Exhibit 99.1

 

LOGO    FOR IMMEDIATE RELEASE

American Vanguard Reports Full Year 2025 Results

Company Extends and Expands Its Credit Capacity Through the Establishment of Two Term Loans

Forecasts Adjusted EBITDA in a range of $44 - $48 million in 2026

Announces the Company will be rationalizing its Los Angeles manufacturing facility

Newport Beach, CA | March 16, 2026 — American Vanguard® Corporation, a diversified specialty and agricultural products company that develops, manufactures, and markets solutions for crop protection and nutrition, turf and ornamental management and commercial pest control, today reported financial results for the financial year ended December 31, 2025.

Financial and Operational Highlights for 2025 – versus 20241:

 

   

Net sales of $515 million vs. $547 million;

 

   

GAAP net loss of $50 million vs $126 million;

 

   

Adjusted EBITDA2 of $39.2 million vs. $39.1 million;

 

   

The Company has entered in two new term loans agreements totaling $285 million

Dak Kaye, CEO of American Vanguard, stated “2025 was a pivotal year for American Vanguard as we continue to make progress on the execution of our business improvement plans. Initiatives that we implemented early last year have resulted in increased margins, in an agricultural economy that is just beginning to recover. While we have accomplished much in 2025, we expect even better results in 2026. We have made the difficult decision to significantly reduce activities at the Company’s Los Angeles manufacturing facility. This is the Company’s oldest facility, and in today’s environment, is no longer competitive. We would like to thank our dedicated team members at this location. We will be assisting the affected employees as they transition to new opportunities. Further, savings will also be realized from the Company’s previously announced move of the corporate headquarters from Newport Beach, California, scheduled for mid-2026.”

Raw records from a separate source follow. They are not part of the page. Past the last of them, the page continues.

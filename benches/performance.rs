//! Performance benchmarks for the envelope store and live dispatch.

use criterion::{black_box, criterion_group, criterion_main, BenchmarkId, Criterion};
use courier::{
    Context, Envelope, EnvelopeStore, ListenerFilter, ListenerRegistry, NewEnvelope, StoreConfig,
    Timestamp, Topic, TopicCursors, TopicKind, VectorClock,
};
use std::sync::Arc;
use tempfile::TempDir;

fn create_store(dir: &TempDir) -> EnvelopeStore {
    EnvelopeStore::create(StoreConfig {
        sync_on_commit: false,
        ..StoreConfig::at(dir.path().join("store"))
    })
    .unwrap()
}

fn topic(i: usize) -> Topic {
    Topic::new(TopicKind::GroupMessages, format!("group-{}", i).as_bytes())
}

fn rows(originator: u32, count: u64, topics: usize) -> Vec<NewEnvelope> {
    (1..=count)
        .map(|s| {
            NewEnvelope::new(
                originator,
                s,
                topic(s as usize % topics),
                vec![0u8; 256],
            )
        })
        .collect()
}

/// Batch inserts of 256-byte envelopes at varying batch sizes
fn bench_insert_batch(c: &mut Criterion) {
    let mut group = c.benchmark_group("insert_batch");

    for batch_size in [1u64, 10, 100] {
        group.bench_with_input(
            BenchmarkId::new("batch_size", batch_size),
            &batch_size,
            |b, &size| {
                let dir = TempDir::new().unwrap();
                let store = create_store(&dir);
                let mut next = 1u64;

                b.iter(|| {
                    let batch: Vec<_> = (next..next + size)
                        .map(|s| NewEnvelope::new(1, s, topic(0), vec![0u8; 256]))
                        .collect();
                    next += size;
                    black_box(store.insert_batch(&batch).unwrap());
                });
            },
        );
    }

    group.finish();
}

/// Catch-up reads across many topic cursors
fn bench_topic_catch_up(c: &mut Criterion) {
    let mut group = c.benchmark_group("topic_catch_up");

    for topics in [1usize, 10, 100] {
        group.bench_with_input(BenchmarkId::new("topics", topics), &topics, |b, &topics| {
            let dir = TempDir::new().unwrap();
            let store = create_store(&dir);
            for originator in 1..=4 {
                store.insert_batch(&rows(originator, 2_000, topics)).unwrap();
            }
            let cursors: TopicCursors = (0..topics)
                .map(|i| (topic(i), VectorClock::new()))
                .collect();
            let per_topic = (1_000 / topics).max(1);

            b.iter(|| {
                black_box(
                    store
                        .select_by_topic_cursors(&cursors, per_topic, 1_000)
                        .unwrap(),
                );
            });
        });
    }

    group.finish();
}

/// Fan-out of one live batch to topic listeners
fn bench_dispatch(c: &mut Criterion) {
    let mut group = c.benchmark_group("dispatch");

    for listeners in [10usize, 100, 1_000] {
        group.bench_with_input(
            BenchmarkId::new("listeners", listeners),
            &listeners,
            |b, &listeners| {
                let registry = ListenerRegistry::new();
                let ctx = Context::background();
                let receivers: Vec<_> = (0..listeners)
                    .map(|i| {
                        registry.listen(&ctx, ListenerFilter::topics([topic(i % 10)]), 1_024)
                    })
                    .collect();
                let batch: Vec<_> = (1..=50u64)
                    .map(|s| {
                        Arc::new(Envelope {
                            originator_id: 1,
                            sequence_id: s,
                            topic: topic(s as usize % 10),
                            payload: vec![0u8; 64],
                            insert_time: Timestamp::now(),
                            expiry: None,
                            payer_id: None,
                        })
                    })
                    .collect();

                b.iter(|| {
                    black_box(registry.dispatch(&batch));
                    for rx in &receivers {
                        rx.try_iter().for_each(drop);
                    }
                });
            },
        );
    }

    group.finish();
}

criterion_group!(
    benches,
    bench_insert_batch,
    bench_topic_catch_up,
    bench_dispatch
);
criterion_main!(benches);
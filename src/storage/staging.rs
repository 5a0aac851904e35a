//! Durable queue of payer envelopes awaiting publication.
//!
//! Staged rows are appended to `staged.log` before the publish worker
//! sequences them; deletion appends a tombstone. The id assigned here is
//! the sequence ID the envelope is later published under, so ids must
//! grow across restarts even after every row has been deleted.

use crate::error::{Error, Result};
use crate::types::{SequenceId, StagedEnvelope, Timestamp, Topic};
use parking_lot::Mutex;
use serde::{Deserialize, Serialize};
use std::collections::BTreeMap;
use std::fs::{self, File, OpenOptions};
use std::io::{BufRead, BufReader, BufWriter, Read, Write};
use std::ops::Bound;
use std::path::{Path, PathBuf};
use tracing::{debug, warn};

/// Magic bytes for the staging log.
const STAGING_MAGIC: &[u8; 4] = b"STG\0";

/// Current staging log format version.
const STAGING_VERSION: u8 = 1;

const HEADER_SIZE: u64 = 5;

/// Upper bound on a single entry, to catch garbage lengths.
const MAX_ENTRY_SIZE: usize = 64 * 1024 * 1024;

#[derive(Clone, Debug, Serialize, Deserialize)]
enum StagingOp {
    Staged(StagedEnvelope),
    Deleted { id: SequenceId },
    /// Written by compaction so ids keep growing once old rows are gone.
    Watermark { next_id: SequenceId },
}

struct StagingState {
    next_id: SequenceId,
    pending: BTreeMap<SequenceId, StagedEnvelope>,
    writer: BufWriter<File>,
}

/// The staging buffer in front of the publish worker.
pub struct StagingQueue {
    path: PathBuf,
    state: Mutex<StagingState>,
}

impl StagingQueue {
    /// Open or create the staging log and replay it.
    pub fn open(path: impl AsRef<Path>) -> Result<Self> {
        let path = path.as_ref().to_path_buf();

        let (next_id, pending) = if path.exists() {
            Self::replay(&path)?
        } else {
            let mut file = OpenOptions::new()
                .write(true)
                .create(true)
                .truncate(true)
                .open(&path)?;
            file.write_all(STAGING_MAGIC)?;
            file.write_all(&[STAGING_VERSION])?;
            file.sync_all()?;
            (1, BTreeMap::new())
        };

        let writer = BufWriter::new(OpenOptions::new().append(true).open(&path)?);
        debug!(path = %path.display(), next_id, pending = pending.len(), "opened staging queue");

        Ok(Self {
            path,
            state: Mutex::new(StagingState {
                next_id,
                pending,
                writer,
            }),
        })
    }

    /// Durably stage a payer envelope, assigning it the next id.
    pub fn insert(&self, topic: Topic, payer_envelope: Vec<u8>) -> Result<StagedEnvelope> {
        let mut state = self.state.lock();
        let staged = StagedEnvelope {
            id: state.next_id,
            originator_time: Timestamp::now(),
            topic,
            payer_envelope,
        };

        Self::write_entry(&mut state.writer, &StagingOp::Staged(staged.clone()))?;
        state.writer.flush()?;
        state.writer.get_ref().sync_all()?;

        state.next_id += 1;
        state.pending.insert(staged.id, staged.clone());
        Ok(staged)
    }

    /// Up to `limit` staged rows with id greater than `last_id`, in id order.
    pub fn select_after(&self, last_id: SequenceId, limit: usize) -> Vec<StagedEnvelope> {
        let state = self.state.lock();
        state
            .pending
            .range((Bound::Excluded(last_id), Bound::Unbounded))
            .take(limit)
            .map(|(_, staged)| staged.clone())
            .collect()
    }

    pub fn get(&self, id: SequenceId) -> Option<StagedEnvelope> {
        self.state.lock().pending.get(&id).cloned()
    }

    /// Delete a staged row. Returns the number of rows removed (0 or 1).
    pub fn delete(&self, id: SequenceId) -> Result<u64> {
        let mut state = self.state.lock();
        if !state.pending.contains_key(&id) {
            return Ok(0);
        }
        Self::write_entry(&mut state.writer, &StagingOp::Deleted { id })?;
        state.writer.flush()?;
        state.pending.remove(&id);
        Ok(1)
    }

    pub fn len(&self) -> usize {
        self.state.lock().pending.len()
    }

    pub fn is_empty(&self) -> bool {
        self.len() == 0
    }

    /// Id the next staged row will get.
    pub fn next_id(&self) -> SequenceId {
        self.state.lock().next_id
    }

    /// Rewrite the log with only the pending rows and a watermark.
    pub fn compact(&self) -> Result<()> {
        let mut state = self.state.lock();
        state.writer.flush()?;

        let tmp = self.path.with_extension("tmp");
        {
            let mut writer = BufWriter::new(
                OpenOptions::new()
                    .write(true)
                    .create(true)
                    .truncate(true)
                    .open(&tmp)?,
            );
            writer.write_all(STAGING_MAGIC)?;
            writer.write_all(&[STAGING_VERSION])?;
            Self::write_entry(
                &mut writer,
                &StagingOp::Watermark {
                    next_id: state.next_id,
                },
            )?;
            for staged in state.pending.values() {
                Self::write_entry(&mut writer, &StagingOp::Staged(staged.clone()))?;
            }
            writer.flush()?;
            writer.get_ref().sync_all()?;
        }
        fs::rename(&tmp, &self.path)?;

        state.writer = BufWriter::new(OpenOptions::new().append(true).open(&self.path)?);
        debug!(pending = state.pending.len(), next_id = state.next_id, "compacted staging queue");
        Ok(())
    }

    fn replay(path: &Path) -> Result<(SequenceId, BTreeMap<SequenceId, StagedEnvelope>)> {
        let file = OpenOptions::new().read(true).write(true).open(path)?;
        let mut reader = BufReader::new(file.try_clone()?);

        let mut magic = [0u8; 4];
        reader.read_exact(&mut magic)?;
        if &magic != STAGING_MAGIC {
            return Err(Error::InvalidFormat("Invalid staging log magic".into()));
        }
        let mut version = [0u8; 1];
        reader.read_exact(&mut version)?;
        if version[0] != STAGING_VERSION {
            return Err(Error::InvalidFormat(format!(
                "Unsupported staging log version: {}",
                version[0]
            )));
        }

        let mut next_id = 1;
        let mut pending = BTreeMap::new();
        let mut offset = HEADER_SIZE;
        loop {
            match Self::read_entry(&mut reader) {
                Ok(Some((op, len))) => {
                    offset += len;
                    match op {
                        StagingOp::Staged(staged) => {
                            next_id = next_id.max(staged.id + 1);
                            pending.insert(staged.id, staged);
                        }
                        StagingOp::Deleted { id } => {
                            next_id = next_id.max(id + 1);
                            pending.remove(&id);
                        }
                        StagingOp::Watermark { next_id: mark } => {
                            next_id = next_id.max(mark);
                        }
                    }
                }
                Ok(None) => break,
                Err(e) => {
                    // Only the tail can be torn; anything after it is unreadable anyway.
                    warn!(path = %path.display(), offset, error = %e, "truncating staging log tail");
                    file.set_len(offset)?;
                    file.sync_all()?;
                    break;
                }
            }
        }

        Ok((next_id, pending))
    }

    fn write_entry(writer: &mut BufWriter<File>, op: &StagingOp) -> Result<()> {
        let encoded = rmp_serde::to_vec(op)?;

        writer.write_all(&(encoded.len() as u32).to_le_bytes())?;
        writer.write_all(&encoded)?;
        writer.write_all(&crc32fast::hash(&encoded).to_le_bytes())?;
        Ok(())
    }

    /// `Ok(None)` at a clean end of file.
    fn read_entry(reader: &mut BufReader<File>) -> Result<Option<(StagingOp, u64)>> {
        if reader.fill_buf()?.is_empty() {
            return Ok(None);
        }
        let mut len_bytes = [0u8; 4];
        reader.read_exact(&mut len_bytes)?;
        let len = u32::from_le_bytes(len_bytes) as usize;
        if len > MAX_ENTRY_SIZE {
            return Err(Error::Corruption("staging entry too large".into()));
        }

        let mut encoded = vec![0u8; len];
        reader.read_exact(&mut encoded)?;

        let mut checksum_bytes = [0u8; 4];
        reader.read_exact(&mut checksum_bytes)?;
        let expected = u32::from_le_bytes(checksum_bytes);
        let actual = crc32fast::hash(&encoded);
        if expected != actual {
            return Err(Error::ChecksumMismatch { expected, actual });
        }

        let op = rmp_serde::from_slice(&encoded)?;
        Ok(Some((op, (4 + len + 4) as u64)))
    }
}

Mr. Kaye continued, “We also have replaced our revolving credit facility with term loans from lenders led by Centerbridge Partners and BMO. This transaction meaningfully strengthens American Vanguard’s capital structure and liquidity position. This financing extends our maturities, enhances balance-sheet flexibility, and positions the Company to remain focused on executing its strategic and operational priorities. We now intend to position American Vanguard for growth, with a portfolio of new products that will begin launching this year.”

Mr. Kaye concluded, “The Company has also made personnel changes to the management of our commercial team, which I believe will reenergize this group. With new products and a renewed customer centric focus, there is an opportunity to meaningfully increase volumes, that will lead to improved efficiency in our factory operations, higher margins, and ultimately to higher future profitability. I expect the Company to generate adjusted EBITDA in a range of $44 - $48 million in 2026.”

 

 
1 

2024 GAAP figures include adjustments related to a product recall.

2 

Adjusted earnings before interest, taxes, depreciation, and amortization (Adjusted EBITDA) is not a financial measure calculated and presented in accordance with U.S. generally accepted accounting principles (GAAP) and should not be considered as an alternative to net (loss) income, operating (loss) income or any other financial measure so calculated and presented, nor as an alternative to cash flow from operating activities as a measure of liquidity. The items excluded from adjusted EBITDA are detailed in the reconciliation attached to this news release. Other companies (including the Company’s competitors) may define adjusted EBITDA differently.

 

1


David Johnson, Chief Financial Officer stated, “I am pleased to see our business improvement plans begin to yield tangible results. Our 2025 gross profit margin and operating costs both improved as compared to 2024. These results are important given the backdrop of a continued weak overall agricultural market. As planned, we continued to wind down spending on our business improvement action plans. In 2026, we will continue to invest in business improvements including rationalization of some activity at the LA facility, which will result in short term cash and non-cash expenses followed by longer term factory operating efficiencies. Finally, I am particularly pleased to be able to report that the Company has fully remediated all of the material weaknesses identified in connection with the 2024 audit. I want to thank the entire global finance team and many other non-finance employees who have all worked together to achieve this result”. 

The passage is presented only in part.